- Relator(a)
- Ministra Regina Helena Costa
- Órgão julgador
- Primeira Turma
- Data do julgamento
- 16/09/2024
- Data de publicação
- 19/09/2024
STJ – Acórdão, Rel. Ministra Regina Helena Costa, Primeira Turma, j. 16/09/2024, p. 19/09/2024
PROCESSUAL CIVIL. AGRAVO INTERNO NO RECURSO ESPECIAL HONORÁRIOS ADVOCATÍCIOS SUCUMBENCIAIS. CONDENAÇÃO EM PERCENTUAL FIXO. AUSÊNCIA DE COMBATE A FUNDAMENTOS AUTÔNOMOS DO ACÓRDÃO. RAZÕES RECURSAIS DISSOCIADAS. DEFICIÊNCIA NA FUNDAMENTAÇÃO. INCIDÊNCIA, POR ANALOGIA, DAS SÚMULAS NS. 283 E 284/STF. DISSÍDIO JURISPRUDENCIAL. NÃO DEMONSTRADO. HONORÁRIOS RECURSAIS EM AGRAVO INTERNO. PRETENSÃO DA PARTE AGRAVADA. NÃO CABIMENTO. APLICAÇÃO DE MULTA. ART. 1.021, § 4º, DO CÓDIGO DE PROCESSO CIVIL DE 2015. DESCABIMENTO. I ? O Recorrente aponta ofensa ao art. 85, §, 4º, II, do CPC/2015, alegando, em síntese, irregularidade na fixação do percentual dos honorários advocatícios antes da liquidação do julgado. A Corte de origem, por sua vez, definiu a condenação em percentual fixo sobre o valor da causa. A jurisprudência desta Corte considera deficiente a fundamentação quando a parte deixa de impugnar fundamento suficiente para manter o acórdão recorrido, apresentando razões recursais dissociadas dos fundamentos utilizados pela Corte de origem.

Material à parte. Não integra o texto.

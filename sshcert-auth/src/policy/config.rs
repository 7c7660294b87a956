//! Certificate trust policy and its configuration formats.

use serde::{Deserialize, Serialize};

use crate::cert::{unix_now, CertificateType};
use crate::error::SshKeyError;
use crate::keys::PublicKey;

use super::error::PolicyError;
use super::identity::CertifiedIdentity;

/// Which CAs to trust and which critical options the caller can enforce.
///
/// Loaded from TOML:
///
/// ```toml
/// trusted_authorities = [
///     "ssh-ed25519 AAAAC3NzaC1lZDI1NTE5AAAAIJfkNV4OS33ImTXvorZr72q4v5XhVEQKfvqsxOEJ/XaR",
/// ]
/// acceptable_critical_options = ["force-command"]
/// ```
#[derive(Debug, Clone, Default, PartialEq, Eq, Serialize, Deserialize)]
#[serde(deny_unknown_fields)]
pub struct CertificatePolicy {
    /// CA keys whose signatures are accepted. Plain keys only.
    pub trusted_authorities: Vec<PublicKey>,
    /// Critical option names the caller knows how to enforce.
    #[serde(default)]
    pub acceptable_critical_options: Vec<String>,
}

impl CertificatePolicy {
    /// A policy trusting `trusted_authorities` and no critical options.
    ///
    /// # Errors
    ///
    /// Returns `PolicyError::CertifiedAuthority` if any authority is a
    /// certificate.
    pub fn new(trusted_authorities: Vec<PublicKey>) -> Result<Self, PolicyError> {
        let policy = Self {
            trusted_authorities,
            acceptable_critical_options: Vec::new(),
        };
        policy.check_authorities()?;
        Ok(policy)
    }

    /// Accept certificates carrying the critical option `name`.
    #[must_use]
    pub fn with_critical_option(mut self, name: impl Into<String>) -> Self {
        self.acceptable_critical_options.push(name.into());
        self
    }

    /// Parse a policy from TOML text.
    ///
    /// # Errors
    ///
    /// Returns `PolicyError::Toml` for syntax errors, unknown fields or
    /// unparseable keys, and `PolicyError::CertifiedAuthority` if an
    /// authority is a certificate.
    pub fn from_toml_str(text: &str) -> Result<Self, PolicyError> {
        let policy: Self = toml::from_str(text)?;
        policy.check_authorities()?;
        Ok(policy)
    }

    fn check_authorities(&self) -> Result<(), PolicyError> {
        match self.trusted_authorities.iter().find(|key| key.is_certified()) {
            Some(key) => Err(PolicyError::CertifiedAuthority {
                fingerprint: key.fingerprint(),
            }),
            None => Ok(()),
        }
    }

    /// Authenticate an offered key against the system clock.
    ///
    /// See [`authenticate_at`](Self::authenticate_at).
    ///
    /// # Errors
    ///
    /// Returns `SshKeyError::InvalidCertificate` on any failure.
    pub fn authenticate(
        &self,
        offered: &PublicKey,
        principal: &str,
        cert_type: CertificateType,
    ) -> Result<CertifiedIdentity, SshKeyError> {
        self.authenticate_at(unix_now(), offered, principal, cert_type)
    }

    /// Authenticate an offered key at Unix time `now`.
    ///
    /// The key must be a certificate that validates for `principal` and
    /// `cert_type` under this policy. A plain key is rejected the same way
    /// as a bad certificate.
    ///
    /// # Errors
    ///
    /// Returns `SshKeyError::InvalidCertificate` on any failure.
    pub fn authenticate_at(
        &self,
        now: u64,
        offered: &PublicKey,
        principal: &str,
        cert_type: CertificateType,
    ) -> Result<CertifiedIdentity, SshKeyError> {
        let Some(cert) = offered.as_certificate() else {
            tracing::debug!(
                key = %offered.fingerprint(),
                "offered key is not a certificate"
            );
            return Err(SshKeyError::InvalidCertificate);
        };

        let acceptable: Vec<&str> = self
            .acceptable_critical_options
            .iter()
            .map(String::as_str)
            .collect();
        let critical_options = cert.validate_at(
            now,
            principal,
            cert_type,
            &self.trusted_authorities,
            &acceptable,
        )?;

        tracing::trace!(
            principal,
            %cert_type,
            key_id = %cert.key_id(),
            "certificate authenticated"
        );
        Ok(CertifiedIdentity::new(cert, principal, critical_options))
    }
}

/// Parse the body of an OpenSSH `TrustedUserCAKeys` file.
///
/// One public key per line. Blank lines and lines starting with `#` are
/// skipped; comments after a key are dropped.
///
/// # Errors
///
/// Returns `PolicyError::AuthorityKey` with the line number of the first
/// unparseable key, or `PolicyError::CertifiedAuthority` if a line holds a
/// certificate.
pub fn parse_trusted_authorities(text: &str) -> Result<Vec<PublicKey>, PolicyError> {
    let mut authorities = Vec::new();
    for (index, line) in text.lines().enumerate() {
        let line = line.trim();
        if line.is_empty() || line.starts_with('#') {
            continue;
        }
        let key = PublicKey::from_openssh(line).map_err(|source| PolicyError::AuthorityKey {
            line: index + 1,
            source,
        })?;
        if key.is_certified() {
            return Err(PolicyError::CertifiedAuthority {
                fingerprint: key.fingerprint(),
            });
        }
        authorities.push(key);
    }
    Ok(authorities)
}

#[cfg(test)]
mod tests {
    use super::*;
    use crate::cert::{Certificate, CertificateOptions, CertificateParts};
    use crate::keys::{SshSignature, SshSigner};

    const ED25519_KEY: &str =
        "ssh-ed25519 AAAAC3NzaC1lZDI1NTE5AAAAIJfkNV4OS33ImTXvorZr72q4v5XhVEQKfvqsxOEJ/XaR";
    const CA_KEY: &str = "ecdsa-sha2-nistp384 AAAAE2VjZHNhLXNoYTItbmlzdHAzODQAAAAIbmlzdHAzODQAAABhBHYlMSXacXt13oBLpMXEP0OSMw5okd5c7G3hoim1MR/THUOyOS2AVQKEqLZs+td3Y6yYCrq5TGWDNGY2dfKFX99nLqJCq2kxR//CP3UherkZnn6u4eW4biLL7xODqNOzkQ==";

    fn issue(ca: &ed25519_dalek::SigningKey, critical: CertificateOptions) -> Certificate {
        let subject = p384::ecdsa::SigningKey::random(&mut rand::rngs::OsRng);
        let mut cert = Certificate::from_parts(CertificateParts {
            nonce: vec![5; 32],
            cert_type: CertificateType::User,
            serial: 77,
            key: subject.ssh_public_key(),
            key_id: "deploy".to_string(),
            valid_principals: vec!["deploy".to_string()],
            valid_after: 1_000,
            valid_before: 2_000,
            critical_options: critical,
            extensions: CertificateOptions::from([("permit-pty", "")]),
            reserved: Vec::new(),
            signature_key: ca.ssh_public_key(),
            signature: SshSignature::Ed25519([0; 64]),
        })
        .unwrap();
        cert.sign_with(ca).unwrap();
        cert
    }

    #[test]
    fn test_parse_trusted_authorities() {
        let text = format!("# user CAs\n\n{ED25519_KEY} ops@example\n   \n{CA_KEY}\n");
        let keys = parse_trusted_authorities(&text).unwrap();
        assert_eq!(keys.len(), 2);
        assert_eq!(keys[0].to_openssh(), ED25519_KEY);
        assert_eq!(keys[1].to_openssh(), CA_KEY);
    }

    #[test]
    fn test_parse_trusted_authorities_reports_line() {
        let text = format!("{ED25519_KEY}\n# comment\nssh-ed25519 garbage\n");
        match parse_trusted_authorities(&text) {
            Err(PolicyError::AuthorityKey { line, source }) => {
                assert_eq!(line, 3);
                assert!(matches!(source, SshKeyError::Malformed(_)));
            }
            other => panic!("expected AuthorityKey error, got {other:?}"),
        }
    }

    #[test]
    fn test_parse_trusted_authorities_rejects_certificates() {
        let ca = ed25519_dalek::SigningKey::generate(&mut rand::rngs::OsRng);
        let cert = PublicKey::Certified(issue(&ca, CertificateOptions::new()));
        let result = parse_trusted_authorities(&cert.to_openssh());
        assert!(matches!(
            result,
            Err(PolicyError::CertifiedAuthority { fingerprint }) if fingerprint == cert.fingerprint()
        ));
    }

    #[test]
    fn test_from_toml_str() {
        let text = format!(
            "trusted_authorities = [\"{ED25519_KEY}\", \"{CA_KEY}\"]\n\
             acceptable_critical_options = [\"force-command\"]\n"
        );
        let policy = CertificatePolicy::from_toml_str(&text).unwrap();
        assert_eq!(policy.trusted_authorities.len(), 2);
        assert_eq!(policy.acceptable_critical_options, ["force-command"]);

        let written = toml::to_string(&policy).unwrap();
        assert_eq!(CertificatePolicy::from_toml_str(&written).unwrap(), policy);
    }

    #[test]
    fn test_from_toml_str_defaults_options() {
        let text = format!("trusted_authorities = [\"{ED25519_KEY}\"]\n");
        let policy = CertificatePolicy::from_toml_str(&text).unwrap();
        assert!(policy.acceptable_critical_options.is_empty());
    }

    #[test]
    fn test_from_toml_str_rejects_bad_input() {
        assert!(matches!(
            CertificatePolicy::from_toml_str("trusted_authorities = [\"ssh-ed25519 !!\"]"),
            Err(PolicyError::Toml(_))
        ));
        assert!(matches!(
            CertificatePolicy::from_toml_str("trusted_authorities = []\nunknown = 1"),
            Err(PolicyError::Toml(_))
        ));
    }

    #[test]
    fn test_new_rejects_certified_authority() {
        let ca = ed25519_dalek::SigningKey::generate(&mut rand::rngs::OsRng);
        let cert = PublicKey::Certified(issue(&ca, CertificateOptions::new()));
        assert!(matches!(
            CertificatePolicy::new(vec![cert]),
            Err(PolicyError::CertifiedAuthority { .. })
        ));
    }

    #[test]
    fn test_authenticate_at() {
        let ca = ed25519_dalek::SigningKey::generate(&mut rand::rngs::OsRng);
        let cert = issue(&ca, CertificateOptions::from([("force-command", "uptime")]));
        let offered = PublicKey::Certified(cert.clone());

        let policy = CertificatePolicy::new(vec![ca.ssh_public_key()])
            .unwrap()
            .with_critical_option("force-command");
        let identity = policy
            .authenticate_at(1_500, &offered, "deploy", CertificateType::User)
            .unwrap();

        assert_eq!(identity.principal(), "deploy");
        assert_eq!(identity.cert_type(), CertificateType::User);
        assert_eq!(identity.key_id(), "deploy");
        assert_eq!(identity.serial(), 77);
        assert_eq!(identity.key(), cert.key());
        assert_eq!(identity.fingerprint(), cert.key().fingerprint());
        assert_eq!(identity.authority(), &ca.ssh_public_key());
        assert_eq!(identity.critical_options().get("force-command"), Some("uptime"));
        assert!(identity.extensions().contains_key("permit-pty"));
    }

    #[test]
    fn test_authenticate_at_rejects() {
        let ca = ed25519_dalek::SigningKey::generate(&mut rand::rngs::OsRng);
        let cert = issue(&ca, CertificateOptions::from([("force-command", "uptime")]));
        let offered = PublicKey::Certified(cert.clone());
        let policy = CertificatePolicy::new(vec![ca.ssh_public_key()]).unwrap();

        // Unsupported critical option.
        assert_eq!(
            policy.authenticate_at(1_500, &offered, "deploy", CertificateType::User),
            Err(SshKeyError::InvalidCertificate)
        );

        let policy = policy.with_critical_option("force-command");
        assert_eq!(
            policy.authenticate_at(2_000, &offered, "deploy", CertificateType::User),
            Err(SshKeyError::InvalidCertificate)
        );
        assert_eq!(
            policy.authenticate_at(1_500, &offered, "root", CertificateType::User),
            Err(SshKeyError::InvalidCertificate)
        );
        assert_eq!(
            policy.authenticate_at(1_500, cert.key(), "deploy", CertificateType::User),
            Err(SshKeyError::InvalidCertificate)
        );
    }
}
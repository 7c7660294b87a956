//! Error types for key parsing and certificate validation.

/// Errors produced while decoding keys or validating certificates.
#[derive(Debug, Clone, Copy, PartialEq, Eq, thiserror::Error)]
#[non_exhaustive]
pub enum SshKeyError {
    /// The buffer ended before a declared field did.
    ///
    /// This is a retry signal for streaming callers, not a failure: nothing
    /// was consumed, and the same call succeeds once more bytes arrive.
    #[error("need more data")]
    NeedMoreData,

    /// The input is structurally invalid.
    #[error("malformed key data: {0}")]
    Malformed(&'static str),

    /// The certificate failed validation.
    ///
    /// Every validation failure maps to this one variant so callers cannot
    /// learn which check a forged certificate tripped.
    #[error("invalid certificate")]
    InvalidCertificate,
}

impl SshKeyError {
    /// Returns `true` for the streaming retry signal.
    #[must_use]
    pub fn is_need_more_data(&self) -> bool {
        matches!(self, Self::NeedMoreData)
    }

    /// Collapse `NeedMoreData` into `Malformed`.
    ///
    /// Used where the input is known to be complete (OpenSSH text, nested
    /// length-prefixed blobs), so running out of bytes means truncation.
    pub(crate) fn complete_input(self, reason: &'static str) -> Self {
        match self {
            Self::NeedMoreData => Self::Malformed(reason),
            other => other,
        }
    }
}
//! SSH binary field codec.
//!
//! The OpenSSH key and certificate formats are built from three primitives
//! (RFC 4251 §5):
//!
//! - `uint32` / `uint64` - big-endian fixed width integers
//! - `string` - a `uint32` length followed by that many bytes
//! - `mpint` - a `string` holding a two's complement big-endian integer
//!
//! [`WireReader`] decodes them from a borrowed slice. A short buffer yields
//! [`SshKeyError::NeedMoreData`](crate::SshKeyError::NeedMoreData) and leaves
//! the cursor untouched, so streaming callers can retry with more bytes.
//! [`WireWrite`] encodes them into any [`bytes::BufMut`].

mod reader;
mod writer;

pub use reader::{WireReader, MAX_FIELD_LEN};
pub use writer::{mpint_body, WireWrite};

Incidência, por analogia, das Súmulas ns. 283 e 284/STF. II ? Para a demonstração da divergência jurisprudencial, recurso especial interposto pela alínea c do permissivo constitucional, a parte deve proceder ao cotejo analítico entre os arestos confrontados e transcrever os trechos dos acórdãos que configurem o dissídio jurisprudencial, sendo insuficiente, para tanto, a mera transcrição de ementas. III ? A pretensão da parte agravada não merece acolhida. Em sede de agravo interno, impossibilitada a majoração de honorários nos termos do art. 85, § 11, do Código de Processo Civil de 2015. Precedentes. IV ? Em regra, descabe a imposição da multa prevista no art. 1.021, § 4º, do Código de Processo Civil de 2015 em razão do mero desprovimento do Agravo Interno em votação unânime, sendo necessária a configuração da manifesta inadmissibilidade ou improcedência do recurso a autorizar sua aplicação, o que não ocorreu no caso. V ? Agravo Interno improvido. (AgInt no REsp n. 2.160.697/RN, relatora Ministra Regina Helena Costa, Primeira Turma, julgado em 16/9/2024, DJe de 19/9/2024.)